Your objective: Nothing but an exact copy of the listing should be given.

Given data:
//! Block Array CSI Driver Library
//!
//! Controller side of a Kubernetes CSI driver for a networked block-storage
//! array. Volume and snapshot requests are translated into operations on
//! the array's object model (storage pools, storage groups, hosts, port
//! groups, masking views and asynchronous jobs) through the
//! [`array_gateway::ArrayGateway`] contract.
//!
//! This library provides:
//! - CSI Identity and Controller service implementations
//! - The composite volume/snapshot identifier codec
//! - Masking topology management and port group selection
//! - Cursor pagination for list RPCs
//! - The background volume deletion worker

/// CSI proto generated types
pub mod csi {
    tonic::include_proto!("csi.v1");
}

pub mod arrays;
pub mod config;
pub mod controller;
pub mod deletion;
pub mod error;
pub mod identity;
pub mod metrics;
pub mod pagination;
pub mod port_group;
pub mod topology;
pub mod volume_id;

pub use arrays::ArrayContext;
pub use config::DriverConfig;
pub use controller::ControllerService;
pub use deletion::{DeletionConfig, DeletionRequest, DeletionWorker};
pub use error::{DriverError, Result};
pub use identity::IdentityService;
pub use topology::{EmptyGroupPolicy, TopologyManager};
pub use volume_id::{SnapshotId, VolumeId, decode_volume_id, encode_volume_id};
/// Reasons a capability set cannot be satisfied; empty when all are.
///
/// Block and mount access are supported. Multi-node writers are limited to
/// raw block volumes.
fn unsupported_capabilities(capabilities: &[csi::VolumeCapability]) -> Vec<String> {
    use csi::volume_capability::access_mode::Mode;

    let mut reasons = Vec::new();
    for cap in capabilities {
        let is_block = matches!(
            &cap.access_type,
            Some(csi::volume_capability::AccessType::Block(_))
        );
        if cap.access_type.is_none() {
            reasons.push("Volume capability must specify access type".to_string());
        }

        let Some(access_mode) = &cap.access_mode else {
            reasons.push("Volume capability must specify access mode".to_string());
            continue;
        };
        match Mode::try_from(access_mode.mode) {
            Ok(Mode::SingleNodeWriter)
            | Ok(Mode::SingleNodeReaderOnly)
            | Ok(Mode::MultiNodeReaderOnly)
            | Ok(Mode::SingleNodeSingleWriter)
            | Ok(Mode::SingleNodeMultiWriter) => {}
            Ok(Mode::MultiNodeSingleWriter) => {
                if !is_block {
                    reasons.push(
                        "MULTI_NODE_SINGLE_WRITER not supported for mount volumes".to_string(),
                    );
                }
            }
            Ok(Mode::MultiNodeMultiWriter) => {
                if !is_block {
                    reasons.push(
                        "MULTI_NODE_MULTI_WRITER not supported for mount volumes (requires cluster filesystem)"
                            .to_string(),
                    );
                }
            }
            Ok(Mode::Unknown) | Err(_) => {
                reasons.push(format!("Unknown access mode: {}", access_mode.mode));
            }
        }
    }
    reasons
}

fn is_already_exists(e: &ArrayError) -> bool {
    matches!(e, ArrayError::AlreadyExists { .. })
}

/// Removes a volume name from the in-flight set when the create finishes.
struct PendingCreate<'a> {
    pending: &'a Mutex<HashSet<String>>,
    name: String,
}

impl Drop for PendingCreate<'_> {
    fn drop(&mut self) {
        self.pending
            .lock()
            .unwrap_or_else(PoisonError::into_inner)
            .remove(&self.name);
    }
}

Task solution:
//! Block Array CSI Driver Library
//!
//! Controller side of a Kubernetes CSI driver for a networked block-storage
//! array. Volume and snapshot requests are translated into operations on
//! the array's object model (storage pools, storage groups, hosts, port
//! groups, masking views and asynchronous jobs) through the
//! [`array_gateway::ArrayGateway`] contract.
//!
//! This library provides:
//! - CSI Identity and Controller service implementations
//! - The composite volume/snapshot identifier codec
//! - Masking topology management and port group selection
//! - Cursor pagination for list RPCs
//! - The background volume deletion worker

/// CSI proto generated types
pub mod csi {
    tonic::include_proto!("csi.v1");
}

pub mod arrays;
pub mod config;
pub mod controller;
pub mod deletion;
pub mod error;
pub mod identity;
pub mod metrics;
pub mod pagination;
pub mod port_group;
pub mod topology;
pub mod volume_id;

pub use arrays::ArrayContext;
pub use config::DriverConfig;
pub use controller::ControllerService;
pub use deletion::{DeletionConfig, DeletionRequest, DeletionWorker};
pub use error::{DriverError, Result};
pub use identity::IdentityService;
pub use topology::{EmptyGroupPolicy, TopologyManager};
pub use volume_id::{SnapshotId, VolumeId, decode_volume_id, encode_volume_id};
/// Reasons a capability set cannot be satisfied; empty when all are.
///
/// Block and mount access are supported. Multi-node writers are limited to
/// raw block volumes.
fn unsupported_capabilities(capabilities: &[csi::VolumeCapability]) -> Vec<String> {
    use csi::volume_capability::access_mode::Mode;

    let mut reasons = Vec::new();
    for cap in capabilities {
        let is_block = matches!(
            &cap.access_type,
            Some(csi::volume_capability::AccessType::Block(_))
        );
        if cap.access_type.is_none() {
            reasons.push("Volume capability must specify access type".to_string());
        }

        let Some(access_mode) = &cap.access_mode else {
            reasons.push("Volume capability must specify access mode".to_string());
            continue;
        };
        match Mode::try_from(access_mode.mode) {
            Ok(Mode::SingleNodeWriter)
            | Ok(Mode::SingleNodeReaderOnly)
            | Ok(Mode::MultiNodeReaderOnly)
            | Ok(Mode::SingleNodeSingleWriter)
            | Ok(Mode::SingleNodeMultiWriter) => {}
            Ok(Mode::MultiNodeSingleWriter) => {
                if !is_block {
                    reasons.push(
                        "MULTI_NODE_SINGLE_WRITER not supported for mount volumes".to_string(),
                    );
                }
            }
            Ok(Mode::MultiNodeMultiWriter) => {
                if !is_block {
                    reasons.push(
                        "MULTI_NODE_MULTI_WRITER not supported for mount volumes (requires cluster filesystem)"
                            .to_string(),
                    );
                }
            }
            Ok(Mode::Unknown) | Err(_) => {
                reasons.push(format!("Unknown access mode: {}", access_mode.mode));
            }
        }
    }
    reasons
}

fn is_already_exists(e: &ArrayError) -> bool {
    matches!(e, ArrayError::AlreadyExists { .. })
}

/// Removes a volume name from the in-flight set when the create finishes.
struct PendingCreate<'a> {
    pending: &'a Mutex<HashSet<String>>,
    name: String,
}

impl Drop for PendingCreate<'_> {
    fn drop(&mut self) {
        self.pending
            .lock()
            .unwrap_or_else(PoisonError::into_inner)
            .remove(&self.name);
    }
}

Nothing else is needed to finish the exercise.